BRIEF: Only these lines of the data below are wanted: the one with "pub fn is_transient(self)", the one with "(including the first).", and any lines between them, each repeated exactly.

----------------

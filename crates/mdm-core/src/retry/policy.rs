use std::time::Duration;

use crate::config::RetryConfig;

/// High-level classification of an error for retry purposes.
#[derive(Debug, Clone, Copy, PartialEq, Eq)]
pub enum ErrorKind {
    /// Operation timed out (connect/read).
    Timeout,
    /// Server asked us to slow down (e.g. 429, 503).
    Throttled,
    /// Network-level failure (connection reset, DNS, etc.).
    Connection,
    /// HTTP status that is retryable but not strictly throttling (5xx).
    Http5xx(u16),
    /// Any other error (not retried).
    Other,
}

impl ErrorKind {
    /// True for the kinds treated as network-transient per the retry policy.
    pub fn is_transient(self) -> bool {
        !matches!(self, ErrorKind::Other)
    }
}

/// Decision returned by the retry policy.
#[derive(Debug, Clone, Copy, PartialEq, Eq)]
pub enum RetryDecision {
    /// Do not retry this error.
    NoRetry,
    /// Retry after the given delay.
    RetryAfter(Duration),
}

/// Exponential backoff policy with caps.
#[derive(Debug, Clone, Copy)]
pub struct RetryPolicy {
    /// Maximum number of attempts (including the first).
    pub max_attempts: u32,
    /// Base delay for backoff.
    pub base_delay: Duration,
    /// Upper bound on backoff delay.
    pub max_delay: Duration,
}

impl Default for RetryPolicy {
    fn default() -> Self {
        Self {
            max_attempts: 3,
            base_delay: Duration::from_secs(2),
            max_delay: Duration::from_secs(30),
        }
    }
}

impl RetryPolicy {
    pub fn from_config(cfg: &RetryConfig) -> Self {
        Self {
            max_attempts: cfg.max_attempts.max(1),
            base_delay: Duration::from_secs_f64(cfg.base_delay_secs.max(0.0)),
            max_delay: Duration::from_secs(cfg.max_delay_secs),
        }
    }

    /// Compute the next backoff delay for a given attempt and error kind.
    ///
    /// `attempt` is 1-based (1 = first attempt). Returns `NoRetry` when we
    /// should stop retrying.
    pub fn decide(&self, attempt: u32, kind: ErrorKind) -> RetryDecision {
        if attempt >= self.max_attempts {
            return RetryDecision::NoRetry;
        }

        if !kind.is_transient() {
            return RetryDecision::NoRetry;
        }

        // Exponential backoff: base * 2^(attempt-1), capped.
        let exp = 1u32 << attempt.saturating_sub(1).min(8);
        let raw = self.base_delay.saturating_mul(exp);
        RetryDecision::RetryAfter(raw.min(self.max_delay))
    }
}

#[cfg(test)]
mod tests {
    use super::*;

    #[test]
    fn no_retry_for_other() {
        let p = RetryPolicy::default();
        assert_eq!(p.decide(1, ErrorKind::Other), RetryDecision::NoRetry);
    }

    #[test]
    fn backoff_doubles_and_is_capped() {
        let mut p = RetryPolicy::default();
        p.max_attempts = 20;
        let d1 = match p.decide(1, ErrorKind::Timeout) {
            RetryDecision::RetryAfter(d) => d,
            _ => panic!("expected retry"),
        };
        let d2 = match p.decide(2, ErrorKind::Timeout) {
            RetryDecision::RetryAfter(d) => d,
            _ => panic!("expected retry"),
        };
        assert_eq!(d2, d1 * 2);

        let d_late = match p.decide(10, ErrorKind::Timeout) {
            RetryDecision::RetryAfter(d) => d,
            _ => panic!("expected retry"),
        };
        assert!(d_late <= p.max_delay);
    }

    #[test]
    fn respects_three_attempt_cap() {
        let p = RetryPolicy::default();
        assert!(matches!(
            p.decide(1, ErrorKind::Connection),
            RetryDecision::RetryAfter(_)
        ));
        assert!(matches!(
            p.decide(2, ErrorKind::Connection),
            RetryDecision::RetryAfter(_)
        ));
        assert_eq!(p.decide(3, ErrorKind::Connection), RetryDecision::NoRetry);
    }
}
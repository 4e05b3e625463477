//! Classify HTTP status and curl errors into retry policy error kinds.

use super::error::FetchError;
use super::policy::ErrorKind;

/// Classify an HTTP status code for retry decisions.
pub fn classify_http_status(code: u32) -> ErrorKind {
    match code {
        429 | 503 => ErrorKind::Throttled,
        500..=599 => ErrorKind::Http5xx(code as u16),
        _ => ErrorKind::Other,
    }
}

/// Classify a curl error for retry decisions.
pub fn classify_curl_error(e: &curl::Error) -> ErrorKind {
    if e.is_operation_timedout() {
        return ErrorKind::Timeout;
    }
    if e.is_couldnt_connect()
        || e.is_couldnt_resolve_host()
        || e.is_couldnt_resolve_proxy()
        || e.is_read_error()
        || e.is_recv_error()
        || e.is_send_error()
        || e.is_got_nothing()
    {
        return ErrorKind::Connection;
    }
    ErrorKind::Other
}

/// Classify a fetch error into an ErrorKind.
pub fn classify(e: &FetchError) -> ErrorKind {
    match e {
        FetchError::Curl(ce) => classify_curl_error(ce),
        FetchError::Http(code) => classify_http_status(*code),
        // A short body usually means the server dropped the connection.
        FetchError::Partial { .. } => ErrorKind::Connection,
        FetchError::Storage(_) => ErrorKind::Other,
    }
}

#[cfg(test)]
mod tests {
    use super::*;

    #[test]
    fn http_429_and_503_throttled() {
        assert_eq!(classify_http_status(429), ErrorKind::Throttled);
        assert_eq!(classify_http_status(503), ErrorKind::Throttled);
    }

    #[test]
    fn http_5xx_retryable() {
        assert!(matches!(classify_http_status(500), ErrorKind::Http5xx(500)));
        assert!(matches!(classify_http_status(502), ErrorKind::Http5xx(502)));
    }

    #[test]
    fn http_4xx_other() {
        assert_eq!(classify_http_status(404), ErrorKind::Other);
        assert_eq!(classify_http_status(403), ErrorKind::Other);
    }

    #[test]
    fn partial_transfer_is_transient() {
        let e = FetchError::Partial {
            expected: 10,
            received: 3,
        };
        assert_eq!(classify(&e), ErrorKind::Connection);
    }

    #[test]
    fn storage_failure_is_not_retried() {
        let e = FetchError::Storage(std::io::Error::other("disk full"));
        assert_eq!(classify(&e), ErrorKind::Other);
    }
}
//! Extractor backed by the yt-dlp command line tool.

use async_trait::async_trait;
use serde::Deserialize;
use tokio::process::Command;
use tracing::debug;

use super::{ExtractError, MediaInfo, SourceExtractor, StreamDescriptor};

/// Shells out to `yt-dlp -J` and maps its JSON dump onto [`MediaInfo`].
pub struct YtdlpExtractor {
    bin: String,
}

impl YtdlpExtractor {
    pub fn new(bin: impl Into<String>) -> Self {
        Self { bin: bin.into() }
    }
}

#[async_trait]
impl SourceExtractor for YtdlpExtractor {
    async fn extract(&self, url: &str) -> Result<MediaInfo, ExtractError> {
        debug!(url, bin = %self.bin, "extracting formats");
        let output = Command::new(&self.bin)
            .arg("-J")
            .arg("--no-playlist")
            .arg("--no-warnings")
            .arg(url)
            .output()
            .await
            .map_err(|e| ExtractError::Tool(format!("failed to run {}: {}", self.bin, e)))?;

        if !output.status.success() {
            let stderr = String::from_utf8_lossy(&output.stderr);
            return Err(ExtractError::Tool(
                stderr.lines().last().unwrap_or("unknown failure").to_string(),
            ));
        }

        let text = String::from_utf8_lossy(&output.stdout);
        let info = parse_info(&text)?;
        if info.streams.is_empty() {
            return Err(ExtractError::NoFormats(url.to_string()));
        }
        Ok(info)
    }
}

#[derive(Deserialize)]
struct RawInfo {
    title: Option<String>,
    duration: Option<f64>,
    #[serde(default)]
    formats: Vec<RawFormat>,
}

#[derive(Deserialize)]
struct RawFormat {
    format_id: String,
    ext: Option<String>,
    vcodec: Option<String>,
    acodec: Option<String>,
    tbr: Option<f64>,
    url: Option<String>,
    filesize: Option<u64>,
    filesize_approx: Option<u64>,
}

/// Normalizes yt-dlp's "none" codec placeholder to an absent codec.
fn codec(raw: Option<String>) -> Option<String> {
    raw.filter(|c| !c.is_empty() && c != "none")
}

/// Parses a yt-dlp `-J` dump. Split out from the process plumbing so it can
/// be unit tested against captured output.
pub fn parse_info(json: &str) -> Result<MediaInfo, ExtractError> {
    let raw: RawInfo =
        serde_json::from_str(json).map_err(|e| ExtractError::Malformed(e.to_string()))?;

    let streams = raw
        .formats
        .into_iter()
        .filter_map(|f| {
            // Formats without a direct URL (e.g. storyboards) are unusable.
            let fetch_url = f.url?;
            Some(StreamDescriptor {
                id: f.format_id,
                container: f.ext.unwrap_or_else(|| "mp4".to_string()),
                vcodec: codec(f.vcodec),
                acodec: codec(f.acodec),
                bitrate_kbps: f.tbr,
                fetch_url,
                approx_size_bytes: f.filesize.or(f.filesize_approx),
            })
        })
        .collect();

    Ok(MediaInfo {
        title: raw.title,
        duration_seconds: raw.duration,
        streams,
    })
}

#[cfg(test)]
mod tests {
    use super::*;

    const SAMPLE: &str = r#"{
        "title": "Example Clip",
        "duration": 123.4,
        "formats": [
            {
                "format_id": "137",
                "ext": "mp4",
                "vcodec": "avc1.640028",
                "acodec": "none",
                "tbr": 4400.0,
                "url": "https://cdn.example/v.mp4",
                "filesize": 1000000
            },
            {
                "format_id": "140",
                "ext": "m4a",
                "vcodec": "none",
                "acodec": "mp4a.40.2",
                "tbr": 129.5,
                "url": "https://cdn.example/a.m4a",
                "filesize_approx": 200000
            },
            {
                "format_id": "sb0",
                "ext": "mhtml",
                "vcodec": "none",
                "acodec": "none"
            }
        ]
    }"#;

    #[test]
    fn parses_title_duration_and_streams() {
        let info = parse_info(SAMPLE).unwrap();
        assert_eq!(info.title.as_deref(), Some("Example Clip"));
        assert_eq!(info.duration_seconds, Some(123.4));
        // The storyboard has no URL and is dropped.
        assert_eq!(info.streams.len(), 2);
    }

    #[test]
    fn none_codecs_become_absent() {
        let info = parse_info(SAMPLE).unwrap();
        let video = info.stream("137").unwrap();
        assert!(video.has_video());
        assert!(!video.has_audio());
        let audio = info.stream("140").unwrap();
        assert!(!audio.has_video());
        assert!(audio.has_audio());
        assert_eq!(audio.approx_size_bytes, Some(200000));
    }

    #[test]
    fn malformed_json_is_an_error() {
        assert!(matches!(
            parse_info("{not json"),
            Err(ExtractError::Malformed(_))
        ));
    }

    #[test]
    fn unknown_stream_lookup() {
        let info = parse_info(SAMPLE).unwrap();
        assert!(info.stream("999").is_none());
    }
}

----------------

OUTPUT:
    pub fn is_transient(self) -> bool {
        !matches!(self, ErrorKind::Other)
    }
}

/// Decision returned by the retry policy.
#[derive(Debug, Clone, Copy, PartialEq, Eq)]
pub enum RetryDecision {
    /// Do not retry this error.
    NoRetry,
    /// Retry after the given delay.
    RetryAfter(Duration),
}

/// Exponential backoff policy with caps.
#[derive(Debug, Clone, Copy)]
pub struct RetryPolicy {
    /// Maximum number of attempts (including the first).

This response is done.